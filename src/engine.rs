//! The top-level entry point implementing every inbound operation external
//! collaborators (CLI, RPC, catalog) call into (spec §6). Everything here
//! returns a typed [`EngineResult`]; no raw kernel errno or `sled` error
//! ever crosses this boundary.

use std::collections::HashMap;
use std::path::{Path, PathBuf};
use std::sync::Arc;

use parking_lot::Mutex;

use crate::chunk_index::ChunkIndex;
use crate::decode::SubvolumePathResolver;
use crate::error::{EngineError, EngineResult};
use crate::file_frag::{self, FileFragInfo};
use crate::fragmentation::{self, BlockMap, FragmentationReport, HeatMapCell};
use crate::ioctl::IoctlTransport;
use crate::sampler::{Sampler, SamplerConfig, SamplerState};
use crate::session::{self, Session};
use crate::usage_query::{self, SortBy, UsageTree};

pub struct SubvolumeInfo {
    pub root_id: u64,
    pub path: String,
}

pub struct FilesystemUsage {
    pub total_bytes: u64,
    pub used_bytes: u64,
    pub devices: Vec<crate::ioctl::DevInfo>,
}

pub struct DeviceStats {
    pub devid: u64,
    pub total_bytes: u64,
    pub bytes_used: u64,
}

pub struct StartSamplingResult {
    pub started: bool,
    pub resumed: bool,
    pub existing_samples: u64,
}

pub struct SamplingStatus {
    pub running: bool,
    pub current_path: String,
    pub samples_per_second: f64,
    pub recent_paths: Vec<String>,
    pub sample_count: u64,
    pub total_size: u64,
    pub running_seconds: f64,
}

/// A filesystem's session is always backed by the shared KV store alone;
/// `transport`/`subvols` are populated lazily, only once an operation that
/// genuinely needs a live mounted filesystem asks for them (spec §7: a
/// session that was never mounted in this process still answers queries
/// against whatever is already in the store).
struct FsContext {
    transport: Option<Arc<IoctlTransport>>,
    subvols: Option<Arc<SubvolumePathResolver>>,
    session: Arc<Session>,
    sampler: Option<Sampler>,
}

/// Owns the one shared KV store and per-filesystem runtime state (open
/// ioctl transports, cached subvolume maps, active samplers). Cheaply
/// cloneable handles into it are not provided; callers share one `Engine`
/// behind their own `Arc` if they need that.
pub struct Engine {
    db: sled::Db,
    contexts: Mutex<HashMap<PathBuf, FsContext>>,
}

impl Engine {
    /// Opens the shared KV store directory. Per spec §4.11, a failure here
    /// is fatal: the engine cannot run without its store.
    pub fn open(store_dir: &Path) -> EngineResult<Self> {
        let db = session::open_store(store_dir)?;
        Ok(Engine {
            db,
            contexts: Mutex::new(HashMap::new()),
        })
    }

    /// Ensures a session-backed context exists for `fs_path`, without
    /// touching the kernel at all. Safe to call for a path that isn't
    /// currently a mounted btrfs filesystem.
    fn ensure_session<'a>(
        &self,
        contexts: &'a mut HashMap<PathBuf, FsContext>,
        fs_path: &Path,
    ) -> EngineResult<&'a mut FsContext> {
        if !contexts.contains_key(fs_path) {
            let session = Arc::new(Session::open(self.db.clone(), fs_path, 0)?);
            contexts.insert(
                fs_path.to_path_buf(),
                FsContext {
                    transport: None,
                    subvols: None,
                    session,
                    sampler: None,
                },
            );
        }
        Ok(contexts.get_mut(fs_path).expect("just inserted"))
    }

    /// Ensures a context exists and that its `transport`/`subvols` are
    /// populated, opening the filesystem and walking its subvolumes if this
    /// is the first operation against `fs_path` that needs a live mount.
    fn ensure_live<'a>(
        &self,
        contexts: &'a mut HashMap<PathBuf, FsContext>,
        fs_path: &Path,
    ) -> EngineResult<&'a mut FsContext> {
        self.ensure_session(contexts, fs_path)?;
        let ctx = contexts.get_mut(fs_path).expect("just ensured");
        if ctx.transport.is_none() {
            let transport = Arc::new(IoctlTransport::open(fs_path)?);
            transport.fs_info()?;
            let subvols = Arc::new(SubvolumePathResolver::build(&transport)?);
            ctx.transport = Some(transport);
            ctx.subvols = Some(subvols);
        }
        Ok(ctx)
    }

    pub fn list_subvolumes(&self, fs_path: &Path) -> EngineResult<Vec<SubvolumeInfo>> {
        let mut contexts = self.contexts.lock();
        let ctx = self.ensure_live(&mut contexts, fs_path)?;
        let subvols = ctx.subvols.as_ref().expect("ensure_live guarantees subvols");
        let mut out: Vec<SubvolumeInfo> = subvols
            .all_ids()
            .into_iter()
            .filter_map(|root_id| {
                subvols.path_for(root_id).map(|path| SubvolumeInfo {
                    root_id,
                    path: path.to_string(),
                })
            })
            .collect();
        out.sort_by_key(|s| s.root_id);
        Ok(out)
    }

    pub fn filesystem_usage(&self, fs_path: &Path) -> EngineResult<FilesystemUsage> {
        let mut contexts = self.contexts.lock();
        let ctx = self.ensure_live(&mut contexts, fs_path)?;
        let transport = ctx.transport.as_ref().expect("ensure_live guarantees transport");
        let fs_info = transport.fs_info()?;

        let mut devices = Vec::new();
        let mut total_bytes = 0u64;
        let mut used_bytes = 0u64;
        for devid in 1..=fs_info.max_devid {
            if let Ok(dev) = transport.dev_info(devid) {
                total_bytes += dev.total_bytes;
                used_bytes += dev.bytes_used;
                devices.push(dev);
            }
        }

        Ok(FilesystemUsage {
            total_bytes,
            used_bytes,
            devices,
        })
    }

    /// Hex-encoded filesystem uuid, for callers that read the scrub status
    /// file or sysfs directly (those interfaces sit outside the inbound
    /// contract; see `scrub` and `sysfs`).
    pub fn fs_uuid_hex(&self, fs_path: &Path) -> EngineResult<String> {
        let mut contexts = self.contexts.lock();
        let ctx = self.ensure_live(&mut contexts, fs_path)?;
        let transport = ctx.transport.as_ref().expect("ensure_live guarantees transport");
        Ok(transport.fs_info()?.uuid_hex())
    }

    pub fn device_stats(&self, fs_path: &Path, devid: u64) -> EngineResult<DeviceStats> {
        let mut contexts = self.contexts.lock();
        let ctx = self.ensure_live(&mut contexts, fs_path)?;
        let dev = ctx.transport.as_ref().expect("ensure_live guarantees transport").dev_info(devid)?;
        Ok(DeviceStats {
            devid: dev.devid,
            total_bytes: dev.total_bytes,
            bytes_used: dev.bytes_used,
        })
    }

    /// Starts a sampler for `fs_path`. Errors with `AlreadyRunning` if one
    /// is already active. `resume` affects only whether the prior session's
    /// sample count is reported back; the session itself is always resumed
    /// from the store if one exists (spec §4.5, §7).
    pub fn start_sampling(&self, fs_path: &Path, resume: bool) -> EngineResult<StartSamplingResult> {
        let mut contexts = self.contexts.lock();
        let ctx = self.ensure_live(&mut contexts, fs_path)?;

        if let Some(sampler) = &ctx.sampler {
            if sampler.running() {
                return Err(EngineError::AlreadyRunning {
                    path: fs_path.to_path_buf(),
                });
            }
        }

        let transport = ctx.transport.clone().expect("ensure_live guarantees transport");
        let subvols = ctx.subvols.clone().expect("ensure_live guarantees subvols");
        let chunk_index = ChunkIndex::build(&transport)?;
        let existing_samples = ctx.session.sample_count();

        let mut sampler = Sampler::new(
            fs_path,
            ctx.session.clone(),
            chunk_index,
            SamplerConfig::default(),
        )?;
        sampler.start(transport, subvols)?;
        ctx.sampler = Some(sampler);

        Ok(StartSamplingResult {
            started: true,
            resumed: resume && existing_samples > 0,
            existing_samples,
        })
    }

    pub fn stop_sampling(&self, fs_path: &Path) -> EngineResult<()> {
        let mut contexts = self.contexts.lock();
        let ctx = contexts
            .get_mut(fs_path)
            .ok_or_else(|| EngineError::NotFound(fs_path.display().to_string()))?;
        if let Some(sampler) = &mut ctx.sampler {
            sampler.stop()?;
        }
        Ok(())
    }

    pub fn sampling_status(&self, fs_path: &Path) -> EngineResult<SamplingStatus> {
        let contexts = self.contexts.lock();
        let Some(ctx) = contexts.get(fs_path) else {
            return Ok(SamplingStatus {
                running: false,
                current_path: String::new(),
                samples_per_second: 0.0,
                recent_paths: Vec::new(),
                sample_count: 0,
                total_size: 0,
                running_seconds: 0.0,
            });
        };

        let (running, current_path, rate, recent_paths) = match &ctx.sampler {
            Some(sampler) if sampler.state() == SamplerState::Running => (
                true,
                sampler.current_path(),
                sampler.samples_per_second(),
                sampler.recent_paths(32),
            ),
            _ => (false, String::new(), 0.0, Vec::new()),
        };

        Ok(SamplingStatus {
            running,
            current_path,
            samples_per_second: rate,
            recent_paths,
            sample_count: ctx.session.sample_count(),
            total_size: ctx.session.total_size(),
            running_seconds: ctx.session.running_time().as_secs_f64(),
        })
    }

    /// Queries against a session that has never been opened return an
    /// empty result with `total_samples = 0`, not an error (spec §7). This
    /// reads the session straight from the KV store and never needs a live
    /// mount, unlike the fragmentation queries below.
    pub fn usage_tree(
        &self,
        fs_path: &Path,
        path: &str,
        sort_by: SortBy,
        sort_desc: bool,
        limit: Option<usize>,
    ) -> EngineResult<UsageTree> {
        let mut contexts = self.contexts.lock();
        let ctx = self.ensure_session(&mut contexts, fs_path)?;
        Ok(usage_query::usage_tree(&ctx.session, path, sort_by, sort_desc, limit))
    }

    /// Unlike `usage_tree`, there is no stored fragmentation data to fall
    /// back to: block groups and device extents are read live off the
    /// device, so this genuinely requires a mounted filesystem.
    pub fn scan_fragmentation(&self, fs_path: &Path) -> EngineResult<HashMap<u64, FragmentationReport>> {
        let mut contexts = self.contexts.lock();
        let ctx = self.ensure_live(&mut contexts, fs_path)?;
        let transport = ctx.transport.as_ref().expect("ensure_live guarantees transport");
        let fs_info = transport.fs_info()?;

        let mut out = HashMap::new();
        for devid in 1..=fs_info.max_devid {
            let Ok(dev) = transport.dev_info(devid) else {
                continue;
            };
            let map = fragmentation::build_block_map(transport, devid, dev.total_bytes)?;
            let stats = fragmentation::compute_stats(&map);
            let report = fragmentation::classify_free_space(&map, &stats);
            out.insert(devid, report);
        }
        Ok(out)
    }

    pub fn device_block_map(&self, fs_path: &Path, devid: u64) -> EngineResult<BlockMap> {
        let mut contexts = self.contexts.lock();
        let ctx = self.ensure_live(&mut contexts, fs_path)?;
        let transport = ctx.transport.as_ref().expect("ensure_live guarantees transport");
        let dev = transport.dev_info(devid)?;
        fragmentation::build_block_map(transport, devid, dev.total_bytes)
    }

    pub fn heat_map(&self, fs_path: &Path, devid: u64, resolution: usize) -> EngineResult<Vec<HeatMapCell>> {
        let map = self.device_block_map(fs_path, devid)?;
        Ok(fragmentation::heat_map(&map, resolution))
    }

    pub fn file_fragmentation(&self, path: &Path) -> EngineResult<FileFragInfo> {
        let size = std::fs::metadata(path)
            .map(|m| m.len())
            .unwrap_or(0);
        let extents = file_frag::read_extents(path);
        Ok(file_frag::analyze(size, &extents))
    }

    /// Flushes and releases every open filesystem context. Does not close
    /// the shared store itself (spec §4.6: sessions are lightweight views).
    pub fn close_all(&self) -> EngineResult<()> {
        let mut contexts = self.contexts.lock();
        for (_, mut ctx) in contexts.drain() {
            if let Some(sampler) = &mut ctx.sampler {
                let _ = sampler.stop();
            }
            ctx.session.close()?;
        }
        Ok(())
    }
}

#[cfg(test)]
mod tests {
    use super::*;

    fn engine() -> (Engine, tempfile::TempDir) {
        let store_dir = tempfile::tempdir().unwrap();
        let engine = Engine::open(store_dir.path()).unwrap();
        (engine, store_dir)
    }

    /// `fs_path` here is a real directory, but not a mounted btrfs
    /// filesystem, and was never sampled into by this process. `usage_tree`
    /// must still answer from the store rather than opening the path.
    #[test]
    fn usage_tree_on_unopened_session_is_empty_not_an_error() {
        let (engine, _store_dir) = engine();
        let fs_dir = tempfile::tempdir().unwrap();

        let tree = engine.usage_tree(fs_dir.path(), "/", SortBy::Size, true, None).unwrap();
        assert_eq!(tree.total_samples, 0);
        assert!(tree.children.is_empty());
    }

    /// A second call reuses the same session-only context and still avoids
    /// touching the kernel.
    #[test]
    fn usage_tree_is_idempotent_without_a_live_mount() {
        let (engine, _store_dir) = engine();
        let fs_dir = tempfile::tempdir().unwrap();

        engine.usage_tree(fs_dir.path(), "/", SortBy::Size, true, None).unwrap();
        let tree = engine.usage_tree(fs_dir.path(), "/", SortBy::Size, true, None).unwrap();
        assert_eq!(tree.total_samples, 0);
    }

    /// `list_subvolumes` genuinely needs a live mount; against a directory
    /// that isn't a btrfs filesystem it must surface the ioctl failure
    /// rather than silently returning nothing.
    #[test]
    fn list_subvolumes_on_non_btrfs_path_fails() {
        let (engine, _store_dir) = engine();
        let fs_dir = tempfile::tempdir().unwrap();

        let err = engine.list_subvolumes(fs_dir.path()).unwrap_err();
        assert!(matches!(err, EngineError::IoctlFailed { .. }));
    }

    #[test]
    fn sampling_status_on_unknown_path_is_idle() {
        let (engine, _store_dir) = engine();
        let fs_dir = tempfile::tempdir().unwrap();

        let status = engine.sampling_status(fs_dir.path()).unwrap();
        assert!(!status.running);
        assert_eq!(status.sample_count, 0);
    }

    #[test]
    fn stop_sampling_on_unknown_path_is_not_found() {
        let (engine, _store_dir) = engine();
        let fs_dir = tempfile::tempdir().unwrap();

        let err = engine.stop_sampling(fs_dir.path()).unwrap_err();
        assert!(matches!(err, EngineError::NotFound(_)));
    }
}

◆ **What this task involves**:
Each line that contains the string "than" should be copied from the data above.

◆ **Written response**:
    /// must still answer from the store rather than opening the path.
    /// rather than silently returning nothing.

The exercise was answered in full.